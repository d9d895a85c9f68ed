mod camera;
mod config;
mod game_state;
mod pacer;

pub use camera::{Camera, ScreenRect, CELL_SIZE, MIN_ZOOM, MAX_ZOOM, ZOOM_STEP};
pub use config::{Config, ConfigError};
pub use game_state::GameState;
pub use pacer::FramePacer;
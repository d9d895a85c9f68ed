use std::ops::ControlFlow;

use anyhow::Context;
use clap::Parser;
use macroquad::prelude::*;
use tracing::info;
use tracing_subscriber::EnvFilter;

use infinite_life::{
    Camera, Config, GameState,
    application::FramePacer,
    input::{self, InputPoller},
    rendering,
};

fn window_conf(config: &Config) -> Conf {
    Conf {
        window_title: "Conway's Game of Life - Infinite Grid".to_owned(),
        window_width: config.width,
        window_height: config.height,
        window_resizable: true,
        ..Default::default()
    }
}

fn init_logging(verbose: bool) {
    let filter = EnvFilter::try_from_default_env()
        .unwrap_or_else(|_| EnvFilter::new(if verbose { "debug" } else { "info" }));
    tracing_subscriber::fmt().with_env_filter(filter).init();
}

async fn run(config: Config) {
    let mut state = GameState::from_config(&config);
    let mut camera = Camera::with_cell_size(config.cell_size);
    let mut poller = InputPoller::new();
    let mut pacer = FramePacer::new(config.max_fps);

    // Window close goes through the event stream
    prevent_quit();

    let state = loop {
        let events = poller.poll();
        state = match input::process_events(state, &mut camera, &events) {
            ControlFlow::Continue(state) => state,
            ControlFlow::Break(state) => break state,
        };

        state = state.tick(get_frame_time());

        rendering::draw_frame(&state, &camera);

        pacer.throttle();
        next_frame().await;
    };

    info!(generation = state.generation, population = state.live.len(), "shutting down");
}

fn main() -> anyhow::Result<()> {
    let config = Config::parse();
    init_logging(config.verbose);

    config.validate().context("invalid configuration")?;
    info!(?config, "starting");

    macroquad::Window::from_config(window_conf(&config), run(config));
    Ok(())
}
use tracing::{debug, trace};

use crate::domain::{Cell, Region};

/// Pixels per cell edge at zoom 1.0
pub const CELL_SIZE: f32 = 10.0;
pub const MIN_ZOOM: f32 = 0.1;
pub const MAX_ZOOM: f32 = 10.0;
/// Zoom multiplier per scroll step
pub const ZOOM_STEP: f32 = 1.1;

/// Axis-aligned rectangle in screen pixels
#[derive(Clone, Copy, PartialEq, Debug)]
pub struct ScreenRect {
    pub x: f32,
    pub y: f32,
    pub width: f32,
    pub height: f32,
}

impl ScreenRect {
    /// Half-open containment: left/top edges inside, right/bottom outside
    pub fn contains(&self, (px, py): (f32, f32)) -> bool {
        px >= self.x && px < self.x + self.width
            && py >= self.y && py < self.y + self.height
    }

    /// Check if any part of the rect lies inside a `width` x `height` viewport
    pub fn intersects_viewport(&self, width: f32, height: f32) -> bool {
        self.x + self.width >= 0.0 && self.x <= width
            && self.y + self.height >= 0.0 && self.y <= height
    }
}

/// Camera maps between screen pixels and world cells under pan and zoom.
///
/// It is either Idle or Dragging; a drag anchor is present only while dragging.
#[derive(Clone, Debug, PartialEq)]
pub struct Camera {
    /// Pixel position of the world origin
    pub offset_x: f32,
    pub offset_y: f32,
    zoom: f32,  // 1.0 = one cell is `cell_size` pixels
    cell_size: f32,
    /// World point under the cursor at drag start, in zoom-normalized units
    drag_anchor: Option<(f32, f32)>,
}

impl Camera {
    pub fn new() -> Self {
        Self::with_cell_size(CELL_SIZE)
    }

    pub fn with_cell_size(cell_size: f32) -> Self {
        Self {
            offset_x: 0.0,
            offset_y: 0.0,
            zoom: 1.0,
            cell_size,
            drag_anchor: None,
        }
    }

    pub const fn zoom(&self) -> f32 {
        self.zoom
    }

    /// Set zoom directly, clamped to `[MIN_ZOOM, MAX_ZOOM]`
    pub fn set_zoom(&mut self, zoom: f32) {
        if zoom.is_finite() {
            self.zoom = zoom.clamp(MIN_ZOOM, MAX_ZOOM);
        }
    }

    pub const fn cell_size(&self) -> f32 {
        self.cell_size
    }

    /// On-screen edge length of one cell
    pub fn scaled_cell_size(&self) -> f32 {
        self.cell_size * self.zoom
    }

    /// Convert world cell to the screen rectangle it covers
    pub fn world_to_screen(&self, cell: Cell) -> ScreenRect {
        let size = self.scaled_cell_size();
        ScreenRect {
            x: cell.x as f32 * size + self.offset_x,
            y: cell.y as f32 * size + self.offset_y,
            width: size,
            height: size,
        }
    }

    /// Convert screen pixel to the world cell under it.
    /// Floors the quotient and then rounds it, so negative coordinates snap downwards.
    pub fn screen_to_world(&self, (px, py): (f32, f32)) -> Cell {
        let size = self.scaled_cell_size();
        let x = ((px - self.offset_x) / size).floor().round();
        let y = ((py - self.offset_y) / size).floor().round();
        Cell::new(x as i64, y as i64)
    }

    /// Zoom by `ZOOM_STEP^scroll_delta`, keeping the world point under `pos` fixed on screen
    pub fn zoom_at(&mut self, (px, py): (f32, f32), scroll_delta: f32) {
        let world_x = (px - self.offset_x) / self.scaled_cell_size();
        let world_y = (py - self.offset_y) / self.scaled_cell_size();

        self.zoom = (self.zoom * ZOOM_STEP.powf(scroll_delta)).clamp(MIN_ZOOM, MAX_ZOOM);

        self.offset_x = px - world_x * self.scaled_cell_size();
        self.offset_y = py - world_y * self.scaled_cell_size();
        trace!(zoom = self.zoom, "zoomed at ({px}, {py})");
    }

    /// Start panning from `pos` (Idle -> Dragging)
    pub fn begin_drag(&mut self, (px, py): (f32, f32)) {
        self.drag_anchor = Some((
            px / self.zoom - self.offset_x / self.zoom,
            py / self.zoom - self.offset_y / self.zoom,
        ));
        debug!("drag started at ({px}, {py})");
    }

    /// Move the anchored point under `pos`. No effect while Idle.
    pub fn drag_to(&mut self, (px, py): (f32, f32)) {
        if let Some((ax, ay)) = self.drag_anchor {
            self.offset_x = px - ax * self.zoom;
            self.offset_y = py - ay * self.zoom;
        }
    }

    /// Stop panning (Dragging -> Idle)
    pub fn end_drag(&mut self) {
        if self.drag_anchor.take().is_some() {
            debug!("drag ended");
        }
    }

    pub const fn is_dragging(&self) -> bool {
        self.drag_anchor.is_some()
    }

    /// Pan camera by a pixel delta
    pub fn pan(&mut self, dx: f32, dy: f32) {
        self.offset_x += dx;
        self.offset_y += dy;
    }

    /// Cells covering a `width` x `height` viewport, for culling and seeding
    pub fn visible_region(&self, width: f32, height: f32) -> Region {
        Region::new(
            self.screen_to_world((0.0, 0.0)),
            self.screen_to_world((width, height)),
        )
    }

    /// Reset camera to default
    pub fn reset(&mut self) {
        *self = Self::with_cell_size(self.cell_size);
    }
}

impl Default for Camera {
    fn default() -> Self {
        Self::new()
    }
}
──────────
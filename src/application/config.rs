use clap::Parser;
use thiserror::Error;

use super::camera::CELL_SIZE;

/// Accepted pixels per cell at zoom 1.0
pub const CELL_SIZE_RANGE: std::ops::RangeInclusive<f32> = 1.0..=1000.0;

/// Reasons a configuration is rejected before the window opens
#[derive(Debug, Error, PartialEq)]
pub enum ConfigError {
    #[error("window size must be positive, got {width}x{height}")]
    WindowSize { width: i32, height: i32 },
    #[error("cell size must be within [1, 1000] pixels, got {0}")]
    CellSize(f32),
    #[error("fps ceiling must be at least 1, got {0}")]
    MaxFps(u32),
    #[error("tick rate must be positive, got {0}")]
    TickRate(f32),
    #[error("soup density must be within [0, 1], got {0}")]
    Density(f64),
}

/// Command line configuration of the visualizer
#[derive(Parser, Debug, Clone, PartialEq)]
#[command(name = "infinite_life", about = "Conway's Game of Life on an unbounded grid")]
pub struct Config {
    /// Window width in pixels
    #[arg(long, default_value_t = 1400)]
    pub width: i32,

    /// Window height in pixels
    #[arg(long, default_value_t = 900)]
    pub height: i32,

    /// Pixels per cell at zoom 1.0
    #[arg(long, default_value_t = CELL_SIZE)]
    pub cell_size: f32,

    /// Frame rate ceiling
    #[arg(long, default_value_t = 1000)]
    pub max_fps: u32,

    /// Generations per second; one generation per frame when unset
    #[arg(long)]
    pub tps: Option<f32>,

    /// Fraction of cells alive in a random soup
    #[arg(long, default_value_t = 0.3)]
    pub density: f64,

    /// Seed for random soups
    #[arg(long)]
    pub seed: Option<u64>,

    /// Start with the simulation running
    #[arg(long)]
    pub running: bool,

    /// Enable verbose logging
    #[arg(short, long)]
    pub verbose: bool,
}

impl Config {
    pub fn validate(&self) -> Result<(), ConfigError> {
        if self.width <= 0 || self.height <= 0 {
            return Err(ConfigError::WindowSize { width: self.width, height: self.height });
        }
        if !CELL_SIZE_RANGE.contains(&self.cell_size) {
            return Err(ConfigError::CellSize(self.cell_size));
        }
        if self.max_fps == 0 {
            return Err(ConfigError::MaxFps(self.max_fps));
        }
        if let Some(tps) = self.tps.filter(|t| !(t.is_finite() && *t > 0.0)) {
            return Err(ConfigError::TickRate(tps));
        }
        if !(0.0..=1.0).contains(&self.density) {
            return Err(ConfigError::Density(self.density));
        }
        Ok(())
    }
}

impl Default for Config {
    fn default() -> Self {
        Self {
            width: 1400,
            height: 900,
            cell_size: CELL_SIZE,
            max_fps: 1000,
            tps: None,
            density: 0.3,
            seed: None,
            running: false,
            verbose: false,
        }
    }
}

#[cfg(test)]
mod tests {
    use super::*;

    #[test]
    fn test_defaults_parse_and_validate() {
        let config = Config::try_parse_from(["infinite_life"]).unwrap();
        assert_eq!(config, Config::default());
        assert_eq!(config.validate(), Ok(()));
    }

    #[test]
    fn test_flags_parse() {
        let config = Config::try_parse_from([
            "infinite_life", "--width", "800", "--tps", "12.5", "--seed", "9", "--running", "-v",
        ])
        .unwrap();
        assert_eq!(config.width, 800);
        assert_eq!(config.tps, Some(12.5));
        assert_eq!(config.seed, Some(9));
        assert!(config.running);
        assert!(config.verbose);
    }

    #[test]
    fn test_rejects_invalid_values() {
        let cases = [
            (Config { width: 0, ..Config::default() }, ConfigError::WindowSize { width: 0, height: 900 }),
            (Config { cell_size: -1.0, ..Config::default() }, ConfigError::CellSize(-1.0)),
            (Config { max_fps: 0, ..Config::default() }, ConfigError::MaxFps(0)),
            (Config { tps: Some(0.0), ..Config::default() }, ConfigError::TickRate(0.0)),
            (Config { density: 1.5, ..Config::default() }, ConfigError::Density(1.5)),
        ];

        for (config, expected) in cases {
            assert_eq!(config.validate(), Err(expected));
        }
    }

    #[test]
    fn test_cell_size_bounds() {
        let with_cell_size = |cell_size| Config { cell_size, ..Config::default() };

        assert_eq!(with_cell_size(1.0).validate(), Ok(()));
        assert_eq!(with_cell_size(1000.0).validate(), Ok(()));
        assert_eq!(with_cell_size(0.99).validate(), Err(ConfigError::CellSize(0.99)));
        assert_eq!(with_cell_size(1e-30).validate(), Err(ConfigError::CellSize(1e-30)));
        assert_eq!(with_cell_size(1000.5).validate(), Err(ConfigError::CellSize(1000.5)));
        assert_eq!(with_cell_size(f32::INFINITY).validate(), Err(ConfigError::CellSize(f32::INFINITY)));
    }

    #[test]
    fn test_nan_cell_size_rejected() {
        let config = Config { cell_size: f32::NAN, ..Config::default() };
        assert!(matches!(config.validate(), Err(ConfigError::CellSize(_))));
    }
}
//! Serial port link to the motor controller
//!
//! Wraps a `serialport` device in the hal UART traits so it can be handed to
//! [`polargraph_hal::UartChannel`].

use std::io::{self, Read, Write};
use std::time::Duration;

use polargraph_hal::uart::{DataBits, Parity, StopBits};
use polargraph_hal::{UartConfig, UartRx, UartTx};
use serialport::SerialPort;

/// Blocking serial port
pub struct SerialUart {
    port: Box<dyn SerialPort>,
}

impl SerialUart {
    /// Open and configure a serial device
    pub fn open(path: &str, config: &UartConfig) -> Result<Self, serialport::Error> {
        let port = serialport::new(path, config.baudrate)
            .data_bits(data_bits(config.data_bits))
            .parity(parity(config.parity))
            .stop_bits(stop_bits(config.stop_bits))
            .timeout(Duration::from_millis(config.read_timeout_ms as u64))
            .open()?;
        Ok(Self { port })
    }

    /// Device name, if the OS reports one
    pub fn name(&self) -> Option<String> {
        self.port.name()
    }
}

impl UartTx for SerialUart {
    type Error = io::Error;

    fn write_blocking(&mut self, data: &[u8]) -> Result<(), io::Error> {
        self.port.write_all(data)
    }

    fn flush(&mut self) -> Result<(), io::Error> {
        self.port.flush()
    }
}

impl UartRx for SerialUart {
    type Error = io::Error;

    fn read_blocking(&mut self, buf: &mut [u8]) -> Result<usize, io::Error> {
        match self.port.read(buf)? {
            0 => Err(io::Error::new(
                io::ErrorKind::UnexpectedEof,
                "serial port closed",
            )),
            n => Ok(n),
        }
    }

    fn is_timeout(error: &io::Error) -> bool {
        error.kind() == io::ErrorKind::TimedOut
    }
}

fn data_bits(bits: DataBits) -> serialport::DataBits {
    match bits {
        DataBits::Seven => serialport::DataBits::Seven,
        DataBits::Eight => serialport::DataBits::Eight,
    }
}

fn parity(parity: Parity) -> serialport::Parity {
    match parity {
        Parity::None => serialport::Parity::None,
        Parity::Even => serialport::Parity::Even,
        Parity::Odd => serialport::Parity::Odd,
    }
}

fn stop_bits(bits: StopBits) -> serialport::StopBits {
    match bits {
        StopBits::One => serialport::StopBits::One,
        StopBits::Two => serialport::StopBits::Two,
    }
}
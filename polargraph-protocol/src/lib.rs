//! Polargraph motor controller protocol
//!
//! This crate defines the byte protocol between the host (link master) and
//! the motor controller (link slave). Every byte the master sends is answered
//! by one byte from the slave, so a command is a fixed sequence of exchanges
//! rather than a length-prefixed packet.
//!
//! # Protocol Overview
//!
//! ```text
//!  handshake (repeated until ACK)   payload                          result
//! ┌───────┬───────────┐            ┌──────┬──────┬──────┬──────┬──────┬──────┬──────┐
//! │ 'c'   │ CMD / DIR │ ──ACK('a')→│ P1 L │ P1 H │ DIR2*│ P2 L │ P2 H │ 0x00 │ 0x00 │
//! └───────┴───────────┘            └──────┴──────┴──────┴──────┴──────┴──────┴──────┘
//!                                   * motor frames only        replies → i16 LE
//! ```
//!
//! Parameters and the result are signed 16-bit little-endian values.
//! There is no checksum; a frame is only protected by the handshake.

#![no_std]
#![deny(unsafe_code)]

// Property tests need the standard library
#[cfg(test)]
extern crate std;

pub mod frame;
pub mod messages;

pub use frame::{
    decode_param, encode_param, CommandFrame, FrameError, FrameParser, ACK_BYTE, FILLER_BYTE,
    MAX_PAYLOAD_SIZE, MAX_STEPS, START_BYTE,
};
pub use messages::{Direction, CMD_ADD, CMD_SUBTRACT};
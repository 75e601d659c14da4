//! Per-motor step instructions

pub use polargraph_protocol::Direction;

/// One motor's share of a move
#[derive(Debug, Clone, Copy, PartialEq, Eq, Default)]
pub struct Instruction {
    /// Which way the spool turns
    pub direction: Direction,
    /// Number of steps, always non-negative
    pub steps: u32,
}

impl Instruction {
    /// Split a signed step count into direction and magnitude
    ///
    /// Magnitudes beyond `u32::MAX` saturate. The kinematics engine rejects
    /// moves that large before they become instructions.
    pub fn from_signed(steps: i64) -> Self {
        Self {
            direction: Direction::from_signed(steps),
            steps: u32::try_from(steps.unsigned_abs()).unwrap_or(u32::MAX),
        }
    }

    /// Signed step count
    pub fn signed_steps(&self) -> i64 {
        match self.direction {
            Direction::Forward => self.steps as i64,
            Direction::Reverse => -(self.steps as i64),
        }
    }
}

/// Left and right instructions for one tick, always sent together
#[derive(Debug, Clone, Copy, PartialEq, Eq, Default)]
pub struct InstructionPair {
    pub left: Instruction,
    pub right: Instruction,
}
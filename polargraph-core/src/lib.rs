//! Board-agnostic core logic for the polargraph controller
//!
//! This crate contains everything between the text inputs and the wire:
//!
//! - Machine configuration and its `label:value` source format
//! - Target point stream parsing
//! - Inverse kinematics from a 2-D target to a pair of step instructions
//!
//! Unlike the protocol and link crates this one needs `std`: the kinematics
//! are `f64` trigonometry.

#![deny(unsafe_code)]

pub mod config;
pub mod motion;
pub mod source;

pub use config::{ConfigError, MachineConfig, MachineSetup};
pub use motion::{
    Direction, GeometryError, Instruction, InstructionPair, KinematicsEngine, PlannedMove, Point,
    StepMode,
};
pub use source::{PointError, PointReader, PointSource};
──────────
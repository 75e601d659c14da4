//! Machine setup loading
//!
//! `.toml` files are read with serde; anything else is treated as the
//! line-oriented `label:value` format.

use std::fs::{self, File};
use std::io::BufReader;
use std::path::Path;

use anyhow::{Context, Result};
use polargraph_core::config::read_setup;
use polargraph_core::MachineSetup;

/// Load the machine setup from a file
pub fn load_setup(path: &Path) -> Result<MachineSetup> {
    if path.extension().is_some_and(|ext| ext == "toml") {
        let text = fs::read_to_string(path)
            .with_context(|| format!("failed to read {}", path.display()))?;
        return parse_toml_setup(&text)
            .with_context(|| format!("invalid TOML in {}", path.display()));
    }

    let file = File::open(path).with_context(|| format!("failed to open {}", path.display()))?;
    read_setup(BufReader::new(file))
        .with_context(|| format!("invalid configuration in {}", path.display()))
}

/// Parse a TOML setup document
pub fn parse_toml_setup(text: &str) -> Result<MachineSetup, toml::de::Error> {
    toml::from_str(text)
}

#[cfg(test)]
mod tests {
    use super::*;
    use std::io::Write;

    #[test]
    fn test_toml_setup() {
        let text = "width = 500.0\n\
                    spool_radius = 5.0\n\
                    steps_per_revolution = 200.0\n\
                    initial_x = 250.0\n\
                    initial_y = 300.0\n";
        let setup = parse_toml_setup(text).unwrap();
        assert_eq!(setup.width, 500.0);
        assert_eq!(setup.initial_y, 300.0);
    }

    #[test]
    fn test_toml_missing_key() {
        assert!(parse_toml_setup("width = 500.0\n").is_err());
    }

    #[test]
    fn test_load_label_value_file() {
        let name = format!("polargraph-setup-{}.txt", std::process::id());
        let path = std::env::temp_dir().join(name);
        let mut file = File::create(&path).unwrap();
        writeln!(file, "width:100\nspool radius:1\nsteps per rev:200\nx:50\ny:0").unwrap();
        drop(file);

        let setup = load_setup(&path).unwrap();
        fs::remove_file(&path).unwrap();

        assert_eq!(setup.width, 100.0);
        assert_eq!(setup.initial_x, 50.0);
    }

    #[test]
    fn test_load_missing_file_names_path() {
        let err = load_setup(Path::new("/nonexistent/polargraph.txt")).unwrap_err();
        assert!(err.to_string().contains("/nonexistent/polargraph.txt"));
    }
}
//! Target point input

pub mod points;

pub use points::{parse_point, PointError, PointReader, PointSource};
──────────
Instructions for the task: What lines in the material above include "info"? Copy every one of them.

Answer to the problem:
use tracing::info;
        .unwrap_or_else(|_| EnvFilter::new(if verbose { "debug" } else { "info" }));
    info!(generation = state.generation, population = state.live.len(), "shutting down");
    info!(?config, "starting");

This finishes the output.